Thyroid Hormone Levels During Pregnancy: A Hospital-Based Cross-Sectional Survey of the Healthy Gestational Population Living Kinshasa, DRC

¹Faculty of Sciences and Technologies, University of Kinshasa, Kinshasa, DR Congo

²Faculty of Medicine, University of Kinshasa, Kinshasa, DR Congo

³Faculty of Medicine, University of Mbandaka, Equateur, DR Congo

⁴Marie Biamba-Mutombo Hospital, Kinshasa, DR Congo

⁵General Hospital of Kinshasa, Kinshasa, DR Congo

⁶Faculty of Sciences, University of Sherbrooke, Quebec, Canada

*Corresponding Author: Joel Tuakuila, Ph.D, Analytical Chemistry and Environmental Toxicology Laboratory, Faculty of Sciences, University of Kinshasa, Kinshasa, The DRC. 16, Tel: +243-81-934-7828 E-mail: [email protected]

Received Date: August 18, 2025

Published Date: October 22, 2025

Citation: Katanga AM, et al. (2025). Thyroid Hormone Levels During Pregnancy: A Hospital-Based Cross-Sectional Survey of the Healthy Gestational Population Living Kinshasa, DRC. Mathews J Case Rep. 10(4):212.

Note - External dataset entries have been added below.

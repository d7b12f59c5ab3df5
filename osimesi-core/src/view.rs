//! Derived orderings of the canonical collection for display.

use std::fmt;
use std::str::FromStr;

use crate::models::Restaurant;

/// How the displayed list is ordered.
#[derive(Debug, Clone, Copy, PartialEq, Eq, Default)]
pub enum SortMode {
    /// Descending by creation time.
    #[default]
    Newest,
    /// Ascending by creation time.
    Oldest,
    /// Newest ordering, filtered to favorites.
    Favorites,
}

impl fmt::Display for SortMode {
    fn fmt(&self, f: &mut fmt::Formatter<'_>) -> fmt::Result {
        match self {
            SortMode::Newest => write!(f, "newest"),
            SortMode::Oldest => write!(f, "oldest"),
            SortMode::Favorites => write!(f, "favorites"),
        }
    }
}

impl FromStr for SortMode {
    type Err = String;

    fn from_str(s: &str) -> Result<Self, Self::Err> {
        match s.to_lowercase().as_str() {
            "newest" => Ok(SortMode::Newest),
            "oldest" => Ok(SortMode::Oldest),
            "favorites" => Ok(SortMode::Favorites),
            _ => Err(format!(
                "Invalid sort mode '{}'. Valid options: newest, oldest, favorites",
                s
            )),
        }
    }
}

/// Projects the collection into a sorted, optionally filtered sequence.
///
/// Pure: the input is never mutated, and repeated calls with a changing mode
/// need no re-fetch. The sort is stable, so records with equal timestamps
/// keep their collection order.
pub fn project(records: &[Restaurant], mode: SortMode, favorites_only: bool) -> Vec<Restaurant> {
    let mut projected: Vec<Restaurant> = records.to_vec();

    match mode {
        SortMode::Newest | SortMode::Favorites => {
            projected.sort_by(|a, b| b.created_at.cmp(&a.created_at));
        }
        SortMode::Oldest => {
            projected.sort_by(|a, b| a.created_at.cmp(&b.created_at));
        }
    }

    if favorites_only || mode == SortMode::Favorites {
        projected.retain(|r| r.is_favorite);
    }

    projected
}
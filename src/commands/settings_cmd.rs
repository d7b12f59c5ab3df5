use clap::{Args, Subcommand, ValueEnum};
use std::str::FromStr;

use osimesi_core::{Language, LocalStorage, Theme};

#[derive(Clone, ValueEnum, Default)]
pub enum OutputFormat {
    #[default]
    Text,
    Json,
}

#[derive(Args)]
pub struct SettingsCommand {
    #[command(subcommand)]
    pub command: SettingsSubcommand,
}

#[derive(Subcommand)]
pub enum SettingsSubcommand {
    /// Show current settings
    Show {
        /// Output format
        #[arg(long, short, value_enum, default_value = "text")]
        format: OutputFormat,
    },

    /// Change settings
    Set {
        /// Display theme: light or dark
        #[arg(long)]
        theme: Option<String>,

        /// Display language: ja or en
        #[arg(long)]
        language: Option<String>,
    },
}

impl SettingsCommand {
    pub fn run(&self, storage: &LocalStorage) -> Result<(), Box<dyn std::error::Error>> {
        match &self.command {
            SettingsSubcommand::Show { format } => {
                let settings = storage.load_settings()?;

                match format {
                    OutputFormat::Json => {
                        println!("{}", serde_json::to_string_pretty(&settings)?);
                    }
                    OutputFormat::Text => {
                        println!("theme: {}", settings.theme);
                        println!("language: {}", settings.language);
                    }
                }
                Ok(())
            }

            SettingsSubcommand::Set { theme, language } => {
                if theme.is_none() && language.is_none() {
                    return Err("Nothing to set. Provide --theme or --language.".into());
                }

                let mut settings = storage.load_settings()?;

                if let Some(theme) = theme {
                    settings.theme = Theme::from_str(theme)?;
                }
                if let Some(language) = language {
                    settings.language = Language::from_str(language)?;
                }

                storage.save_settings(&settings)?;
                println!("theme: {}", settings.theme);
                println!("language: {}", settings.language);
                Ok(())
            }
        }
    }
}
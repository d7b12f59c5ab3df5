use serde::{Deserialize, Serialize};
use std::path::PathBuf;

/// Application configuration
#[derive(Debug, Clone, Serialize, Deserialize)]
#[serde(default)]
pub struct Config {
    /// Directory holding the local restaurant collection and settings
    pub data_dir: PathBuf,
    /// Base address of the remote restaurant service; when set, the store
    /// persists over HTTP instead of to the local data directory
    pub api_url: Option<String>,
}

impl Default for Config {
    fn default() -> Self {
        let home = dirs::home_dir().unwrap_or_else(|| PathBuf::from("."));
        Self {
            data_dir: home.join(".osimesi"),
            api_url: None,
        }
    }
}

impl Config {
    /// Load configuration with priority: env vars > config file > defaults
    pub fn load(config_path: Option<PathBuf>) -> Result<Self, ConfigError> {
        // Start with defaults
        let mut config = Self::default();

        // Try to load from config file
        let path = config_path.unwrap_or_else(Self::default_config_path);
        if path.exists() {
            let contents = std::fs::read_to_string(&path)
                .map_err(|e| ConfigError::ReadError(path.clone(), e))?;
            config = serde_yaml::from_str(&contents)
                .map_err(|e| ConfigError::ParseError(path.clone(), e))?;
        }

        // Apply environment variable overrides
        if let Ok(data_dir) = std::env::var("OSIMESI_DATA_DIR") {
            config.data_dir = PathBuf::from(data_dir);
        }
        if let Ok(api_url) = std::env::var("OSIMESI_API_URL") {
            if api_url.is_empty() {
                config.api_url = None;
            } else {
                config.api_url = Some(api_url);
            }
        }

        Ok(config)
    }

    /// Default config file path: ~/.config/osimesi/config.yaml
    pub fn default_config_path() -> PathBuf {
        let home = dirs::home_dir().unwrap_or_else(|| PathBuf::from("."));
        home.join(".config").join("osimesi").join("config.yaml")
    }
}

#[derive(Debug)]
pub enum ConfigError {
    ReadError(PathBuf, std::io::Error),
    ParseError(PathBuf, serde_yaml::Error),
}

impl std::fmt::Display for ConfigError {
    fn fmt(&self, f: &mut std::fmt::Formatter<'_>) -> std::fmt::Result {
        match self {
            ConfigError::ReadError(path, e) => {
                write!(f, "Failed to read config file '{}': {}", path.display(), e)
            }
            ConfigError::ParseError(path, e) => {
                write!(
                    f,
                    "Failed to parse config file '{}': {}",
                    path.display(),
                    e
                )
            }
        }
    }
}

impl std::error::Error for ConfigError {}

Copyrights: Katanga AM, et al. © (2025).

ABSTRACT

Background. Thyroid hormones for fetal growth and development are mainly dependent on the stage of pregnancy, especially in the first trimester, requiring the proper maternal thyroid function. Objectives. To describe the thyroid profile of a hospital-based cross-sectional survey of 100 healthy women living in Kinshasa. Methods. Mindray chemiluminescence analyzer in detecting thyroid stimulating hormone (TSH), free and total triiodothyronine (FT3, TT3), and free and total thyroxine (FT4, TT4). Results. The Reference intervals (RIs) in plasma were proposed as follows: TSH 0.09 to 4.34 μIU/mL, FT3 1.46 to 3.35 pg/mL, FT4 0.62 to 1.25 ng/dL, TT3 0.71 to 2.04 ng/mL, and TT4 7.09 to 17.77 μg/dL. The specific RIs of TSH vs FT4 vs FT3 were respectively 0.22 - 2.66 μIU/mL vs 0.71-1.25 ng/dL vs 0.71-1.59 pg/mL in the first trimester, 0.09 - 4.34 μIU/mL vs 0.62-1.22 ng/dL vs 0.86-2.04 pg/mL in the second trimester, and 0.71-3.40 μIU/mL vs 0.72-0.99 ng/dL vs 0.86-1.66 pg/mL in the third trimester. No subject had hypothyroidism risk, but 6% of subclinical hyperthyroidism prevalence was found. Conclusions. The findings of this study suggest to undertake a national program extending thyroid function screening as recommended by the American Thyroid Association as well as the European Thyroid Association.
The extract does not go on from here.